I was catching up on email this morning, and finally got to read Emily Halnon’s July 2021 post, From the PCT to the Siskiyou Out Back. Emily describes going into the race without having real expectations for her performance: “I couldn’t remember the last time I started a race with a real time or place goal burning in my head and my heart. And with the intention to run my very best run that day trying to get it.” But by the end of the race, her attitude had changed: “As I pushed up that climb, I felt how good it felt to try. And to care about what happened.”
I miss caring. I miss the feeling of wanting something so badly that I will work my hardest to get it. I miss waking up in the morning excited about my plans for the day, and bouncing out of bed with my brain full of all the stuff I get to do. These days, I wake up thinking about all the stuff I have to do… and that slight verbiage change is a pretty terrible feeling.
On Monday night, I’ll head to Chamonix for a week of trail running camp with Mimmi Kotka and Run the Alps.
I’m sticking around a day after camp to spend my birthday in Chamonix, with no idea of what my plans are for that day. I’m hoping I’ll meet some fun people to celebrate with, though I’m also a little nervous that I won’t meet anyone and I’ll spend it alone. So I’m mentally preparing for that and reminding myself that a day of trail running, wandering the streets of Chamonix, sitting at a café reading a book, and enjoying a good French meal with great French wine for dinner would still be a pretty awesome birthday. (Yes, I know how privileged and lucky I am to be able to take this trip.)

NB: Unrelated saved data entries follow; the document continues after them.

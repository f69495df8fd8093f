//! Render pipeline - turns wheel state into a display list
//!
//! The output is a flat list of drawing commands in canvas coordinates, in
//! paint order. A backend only has to know how to paint each command.

use crate::geometry::{colors, compute_wedges, CanvasMetrics, Point, Rgb, LABEL_FONT_SIZE};
use crate::physics::WheelState;

/// Shown instead of the wheel when there are no items
pub const PLACEHOLDER_MESSAGE: &str = "Add some values in the pane.";

/// Width of the seam between neighbouring wedges
pub const SEAM_WEIGHT: f64 = 1.0;

#[derive(Debug, Clone, PartialEq)]
pub enum DrawCommand {
    /// Wipe the whole canvas
    Clear { side: f64 },
    /// Filled circular sector from `start_angle` to `end_angle` (degrees)
    Sector {
        center: Point,
        radius: f64,
        start_angle: f64,
        end_angle: f64,
        fill: Rgb,
    },
    /// Straight stroke
    Line {
        start: Point,
        end: Point,
        weight: f64,
        color: Rgb,
    },
    /// Centered text turned by `rotation` degrees
    Text {
        text: String,
        position: Point,
        rotation: f64,
        size: f64,
        color: Rgb,
    },
    Triangle { points: [Point; 3], fill: Rgb },
    Circle { center: Point, radius: f64, fill: Rgb },
}

/// Ordered drawing commands for one frame
#[derive(Debug, Clone, Default, PartialEq)]
pub struct DisplayList {
    pub commands: Vec<DrawCommand>,
}

impl DisplayList {
    fn push(&mut self, command: DrawCommand) {
        self.commands.push(command);
    }

    pub fn iter(&self) -> impl Iterator<Item = &DrawCommand> {
        self.commands.iter()
    }
}

/// Build the display list for one frame
pub fn render(state: &WheelState, items: &[String], metrics: &CanvasMetrics) -> DisplayList {
    let mut list = DisplayList::default();
    list.push(DrawCommand::Clear { side: metrics.side });

    let wedges = compute_wedges(items, state.rotation);

    for wedge in &wedges {
        list.push(DrawCommand::Sector {
            center: metrics.center,
            radius: metrics.wheel_radius,
            start_angle: wedge.start_angle,
            end_angle: wedge.end_angle,
            fill: wedge.fill,
        });

        // The seam at index 0 stays unstroked, so a single item has none
        if wedge.index != 0 {
            list.push(DrawCommand::Line {
                start: metrics.center,
                end: metrics
                    .center
                    .polar_offset(metrics.wheel_radius, wedge.start_angle),
                weight: SEAM_WEIGHT,
                color: colors::SEAM,
            });
        }
    }

    for wedge in &wedges {
        let (position, rotation) = wedge.label_anchor(metrics);
        list.push(DrawCommand::Text {
            text: wedge.label.to_string(),
            position,
            rotation,
            size: LABEL_FONT_SIZE,
            color: wedge.label_color,
        });
    }

    list.push(DrawCommand::Triangle {
        points: metrics.pointer_triangle(),
        fill: colors::CHROME,
    });

    if wedges.is_empty() {
        list.push(DrawCommand::Text {
            text: PLACEHOLDER_MESSAGE.to_string(),
            position: metrics.center,
            rotation: 0.0,
            size: metrics.placeholder_font_size(),
            color: colors::CHROME,
        });
    } else {
        list.push(DrawCommand::Circle {
            center: metrics.center,
            radius: metrics.hub_radius(),
            fill: colors::CHROME,
        });
    }

    list
}
//! The wheel: item store, spin physics and canvas metrics behind one owner
//!
//! The host calls [`Wheel::tick`] once per frame with the elapsed seconds and
//! then paints [`Wheel::render`]. User actions call the mutators directly.

use rand::Rng;
use tracing::{debug, info};

use crate::config::WheelConfig;
use crate::geometry::{wedge_at_pointer, CanvasMetrics, LayoutConfig};
use crate::physics::{PhysicsConstants, WheelState};
use crate::render::{render, DisplayList};
use crate::share::export_link;
use crate::storage::ItemStorage;
use crate::store::{ItemStore, ItemsSnapshot};

/// Entry under the pointer when a spin came to rest
#[derive(Debug, Clone, PartialEq, Eq)]
pub struct SpinOutcome {
    pub index: usize,
    pub label: String,
}

pub struct Wheel<S: ItemStorage> {
    store: ItemStore<S>,
    state: WheelState,
    physics: PhysicsConstants,
    layout: LayoutConfig,
    metrics: CanvasMetrics,
    share_base_url: String,
}

impl<S: ItemStorage> Wheel<S> {
    pub fn new(store: ItemStore<S>, config: &WheelConfig, viewport_width: f64) -> Self {
        Self {
            store,
            state: WheelState::new(),
            physics: config.physics.constants(),
            layout: config.layout,
            metrics: CanvasMetrics::for_viewport(viewport_width, &config.layout),
            share_base_url: config.share_base_url.clone(),
        }
    }

    pub fn items(&self) -> &[String] {
        self.store.items()
    }

    pub fn store(&self) -> &ItemStore<S> {
        &self.store
    }

    pub fn state(&self) -> &WheelState {
        &self.state
    }

    pub fn metrics(&self) -> &CanvasMetrics {
        &self.metrics
    }

    pub fn physics(&self) -> &PhysicsConstants {
        &self.physics
    }

    /// Seconds left in the current spin, `None` while at rest
    pub fn time_to_rest(&self) -> Option<f64> {
        self.state
            .is_spinning()
            .then(|| self.state.time_to_rest(&self.physics))
    }

    pub fn subscribe(&mut self, listener: impl FnMut(&ItemsSnapshot<'_>) + 'static) {
        self.store.subscribe(listener);
    }

    pub fn add_item(&mut self, text: &str) -> bool {
        self.store.add_item(text)
    }

    pub fn remove_item(&mut self, index: usize) -> Option<String> {
        self.store.remove_item(index)
    }

    pub fn clear(&mut self) {
        self.store.clear();
    }

    pub fn request_spin<R: Rng>(&mut self, rng: &mut R) {
        let impulse = self.state.spin(rng, &self.physics);
        info!(impulse, speed = self.state.speed, "spin requested");
    }

    /// Link that reproduces the current list
    pub fn export_link(&self) -> String {
        export_link(&self.share_base_url, self.store.items())
    }

    /// Re-select the canvas size for a new viewport width
    ///
    /// Returns true if the metrics changed.
    pub fn resize(&mut self, viewport_width: f64) -> bool {
        let metrics = CanvasMetrics::for_viewport(viewport_width, &self.layout);
        if metrics == self.metrics {
            return false;
        }
        debug!(side = metrics.side, mobile = metrics.is_mobile, "canvas resized");
        self.metrics = metrics;
        true
    }

    /// Advance the physics by `dt` seconds
    ///
    /// Returns the entry under the pointer on the frame the wheel comes to rest.
    pub fn tick(&mut self, dt: f64) -> Option<SpinOutcome> {
        let was_spinning = self.state.is_spinning();
        if !self.state.step(dt, &self.physics) {
            return None;
        }
        if !was_spinning || self.state.is_spinning() {
            return None;
        }

        let index = wedge_at_pointer(self.store.len(), self.state.rotation)?;
        let label = self.store.items()[index].clone();
        info!(index, label = %label, "wheel stopped");
        Some(SpinOutcome { index, label })
    }

    /// Display list for the current frame
    pub fn render(&self) -> DisplayList {
        render(&self.state, self.store.items(), &self.metrics)
    }
}

#[cfg(test)]
mod tests {
    use super::*;
    use crate::render::DrawCommand;
    use crate::share::fragment_of;
    use crate::storage::MemoryStorage;
    use rand::rngs::StdRng;
    use rand::SeedableRng;

    fn wheel(labels: &[&str]) -> Wheel<MemoryStorage> {
        let mut store = ItemStore::new(MemoryStorage::new());
        for label in labels {
            store.add_item(label);
        }
        Wheel::new(store, &WheelConfig::default(), 1280.0)
    }

    #[test]
    fn test_spin_then_rest_reports_pointer_entry() {
        let mut wheel = wheel(&["A", "B", "C", "D"]);
        let mut rng = StdRng::seed_from_u64(5);
        wheel.request_spin(&mut rng);
        assert!(wheel.state().is_spinning());

        let mut outcome = None;
        for _ in 0..100_000 {
            if let Some(result) = wheel.tick(1.0 / 60.0) {
                outcome = Some(result);
                break;
            }
        }

        let outcome = outcome.expect("wheel should come to rest");
        assert!(!wheel.state().is_spinning());
        let expected = wedge_at_pointer(4, wheel.state().rotation).unwrap();
        assert_eq!(outcome.index, expected);
        assert_eq!(outcome.label, wheel.items()[expected]);

        // No repeat report while resting
        assert_eq!(wheel.tick(1.0 / 60.0), None);
    }

    #[test]
    fn test_spin_on_empty_wheel_reports_nothing() {
        let mut wheel = wheel(&[]);
        let mut rng = StdRng::seed_from_u64(11);
        wheel.request_spin(&mut rng);
        for _ in 0..10_000 {
            assert_eq!(wheel.tick(0.05), None);
        }
        assert!(!wheel.state().is_spinning());
    }

    #[test]
    fn test_skipped_tick_changes_nothing() {
        let mut wheel = wheel(&["A", "B"]);
        let mut rng = StdRng::seed_from_u64(3);
        wheel.request_spin(&mut rng);
        let before = *wheel.state();
        assert_eq!(wheel.tick(-0.5), None);
        assert_eq!(wheel.tick(0.0), None);
        assert_eq!(*wheel.state(), before);
    }

    #[test]
    fn test_resize_across_breakpoint() {
        let mut wheel = wheel(&["A"]);
        assert_eq!(wheel.metrics().side, 500.0);
        assert!(!wheel.resize(1000.0));
        assert!(wheel.resize(400.0));
        assert_eq!(wheel.metrics().side, 360.0);
        assert!(!wheel.resize(300.0));

        // The next frame uses the new metrics
        let list = wheel.render();
        assert_eq!(list.commands[0], DrawCommand::Clear { side: 360.0 });
    }

    #[test]
    fn test_mutations_go_through_store() {
        let mut wheel = wheel(&["A", "B", "C"]);
        assert_eq!(wheel.remove_item(1).as_deref(), Some("B"));
        assert!(!wheel.add_item("  "));
        assert_eq!(wheel.store().storage().record(), Some(r#"["A","C"]"#));
        wheel.clear();
        assert!(wheel.items().is_empty());
    }

    #[test]
    fn test_export_link_reloads() {
        let wheel = wheel(&["E.Honda", "Chun Li", "M.Bison", "Ryu"]);
        let link = wheel.export_link();
        assert!(link.starts_with("https://picker-wheel.app/#"));

        let store = ItemStore::load_initial(MemoryStorage::new(), fragment_of(&link));
        assert_eq!(store.items(), wheel.items());
    }

    #[test]
    fn test_time_to_rest_counts_down() {
        let mut wheel = wheel(&["A", "B"]);
        assert_eq!(wheel.time_to_rest(), None);

        let mut rng = StdRng::seed_from_u64(9);
        wheel.request_spin(&mut rng);
        let start = wheel.time_to_rest().unwrap();
        assert!((start - wheel.state().speed / 360.0).abs() < 1e-9);

        wheel.tick(1.0);
        let later = wheel.time_to_rest().unwrap();
        assert!((start - later - 1.0).abs() < 1e-9);
    }

    #[test]
    fn test_legacy_physics_from_config() {
        let mut config = WheelConfig::default();
        config.physics.preset = crate::physics::PhysicsPreset::Legacy;
        let wheel = Wheel::new(ItemStore::new(MemoryStorage::new()), &config, 800.0);
        assert_eq!(wheel.physics().max_speed, 450.0);
    }
}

In spite of how great that sounds writing it out, I haven’t spent the last few weeks looking forward to this trip, like I expected when I booked it 18 months ago (and then had it delayed due to COVID). I wouldn’t say I’m dreading the trip, but it’s felt just kind of… blah. Like: “I’m going, I guess.” Now that it’s just two days away, though, it’s becoming more real.
I want this trip to be a panacea, a line in the sand between last year and the next year, a demarcation that’s going to magically fix everything. My 36th year sucked so much, and I desperately want my 37th year to be better. Realistically, I know that kind of change doesn’t happen overnight, but my wish for this trip is that the fresh setting and beautiful scenery will help reset my mindset. I really want to go into the next year feeling hopeful and positive about what’s to come.
And perhaps, start goal setting and caring again.